(Stored entries)

--- START ---

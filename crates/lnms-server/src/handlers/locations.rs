//! Location tools
//!
//! Location names go into the URL path, so they are always
//! percent-encoded. Note the API asymmetry: listing is under
//! `resources/locations`, single lookup under `location/{name}`.

use rmcp::ErrorData as McpError;
use rmcp::handler::server::wrapper::Parameters;
use rmcp::model::CallToolResult;
use std::sync::Arc;

use lnms_infrastructure::{LibreNmsClient, encode_segment};

use crate::args::{LocationArgs, LocationEditArgs, LocationPayloadArgs, NoArgs};
use crate::formatter::ResponseFormatter;

/// Handler for the locations API
#[derive(Clone)]
pub struct LocationsHandler {
    client: Arc<LibreNmsClient>,
}

impl LocationsHandler {
    pub fn new(client: Arc<LibreNmsClient>) -> Self {
        Self { client }
    }

    pub async fn locations_list(
        &self,
        Parameters(_args): Parameters<NoArgs>,
    ) -> Result<CallToolResult, McpError> {
        let response = self
            .client
            .get("resources/locations", None)
            .await;
        ResponseFormatter::api_response(response)
    }

    pub async fn location_add(
        &self,
        Parameters(args): Parameters<LocationPayloadArgs>,
    ) -> Result<CallToolResult, McpError> {
        let response = self
            .client
            .post("locations", Some(&args.payload))
            .await;
        ResponseFormatter::api_response(response)
    }

    pub async fn location_delete(
        &self,
        Parameters(args): Parameters<LocationArgs>,
    ) -> Result<CallToolResult, McpError> {
        let response = self
            .client
            .delete(&format!("locations/{}", encode_segment(&args.location)), None)
            .await;
        ResponseFormatter::api_response(response)
    }

    pub async fn location_edit(
        &self,
        Parameters(args): Parameters<LocationEditArgs>,
    ) -> Result<CallToolResult, McpError> {
        let response = self
            .client
            .patch(
                &format!("locations/{}", encode_segment(&args.location)),
                Some(&args.payload),
            )
            .await;
        ResponseFormatter::api_response(response)
    }

    pub async fn location_get(
        &self,
        Parameters(args): Parameters<LocationArgs>,
    ) -> Result<CallToolResult, McpError> {
        let response = self
            .client
            .get(&format!("location/{}", encode_segment(&args.location)), None)
            .await;
        ResponseFormatter::api_response(response)
    }

    pub async fn location_set_maintenance(
        &self,
        Parameters(args): Parameters<LocationEditArgs>,
    ) -> Result<CallToolResult, McpError> {
        let response = self
            .client
            .post(
                &format!("locations/{}/maintenance", encode_segment(&args.location)),
                Some(&args.payload),
            )
            .await;
        ResponseFormatter::api_response(response)
    }
}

--- END ---

The answer is the full data, repeated exactly as shown.

filename crates/lnms-server/src/handlers/locations.rs
//! Location tools
//!
//! Location names go into the URL path, so they are always
//! percent-encoded. Note the API asymmetry: listing is under
//! `resources/locations`, single lookup under `location/{name}`.

use rmcp::ErrorData as McpError;
use rmcp::handler::server::wrapper::Parameters;
use rmcp::model::CallToolResult;
use std::sync::Arc;

use lnms_infrastructure::{LibreNmsClient, encode_segment};

use crate::args::{LocationArgs, LocationEditArgs, LocationPayloadArgs, NoArgs};
use crate::formatter::ResponseFormatter;

/// Handler for the locations API
#[derive(Clone)]
pub struct LocationsHandler {
    client: Arc<LibreNmsClient>,
}

impl LocationsHandler {
    pub fn new(client: Arc<LibreNmsClient>) -> Self {
        Self { client }
    }

    pub async fn locations_list(
        &self,
        Parameters(_args): Parameters<NoArgs>,
    ) -> Result<CallToolResult, McpError> {
        let response = self
            .client
            .get("resources/locations", None)
            .await;
        ResponseFormatter::api_response(response)
    }

    pub async fn location_add(
        &self,
        Parameters(args): Parameters<LocationPayloadArgs>,
    ) -> Result<CallToolResult, McpError> {
        let response = self
            .client
            .post("locations", Some(&args.payload))
            .await;
        ResponseFormatter::api_response(response)
    }

    pub async fn location_delete(
        &self,
        Parameters(args): Parameters<LocationArgs>,
    ) -> Result<CallToolResult, McpError> {
        let response = self
            .client
            .delete(&format!("locations/{}", encode_segment(&args.location)), None)
            .await;
        ResponseFormatter::api_response(response)
    }

    pub async fn location_edit(
        &self,
        Parameters(args): Parameters<LocationEditArgs>,
    ) -> Result<CallToolResult, McpError> {
        let response = self
            .client
            .patch(
                &format!("locations/{}", encode_segment(&args.location)),
                Some(&args.payload),
            )
            .await;
        ResponseFormatter::api_response(response)
    }

    pub async fn location_get(
        &self,
        Parameters(args): Parameters<LocationArgs>,
    ) -> Result<CallToolResult, McpError> {
        let response = self
            .client
            .get(&format!("location/{}", encode_segment(&args.location)), None)
            .await;
        ResponseFormatter::api_response(response)
    }

    pub async fn location_set_maintenance(
        &self,
        Parameters(args): Parameters<LocationEditArgs>,
    ) -> Result<CallToolResult, McpError> {
        let response = self
            .client
            .post(
                &format!("locations/{}/maintenance", encode_segment(&args.location)),
                Some(&args.payload),
            )
            .await;
        ResponseFormatter::api_response(response)
    }
}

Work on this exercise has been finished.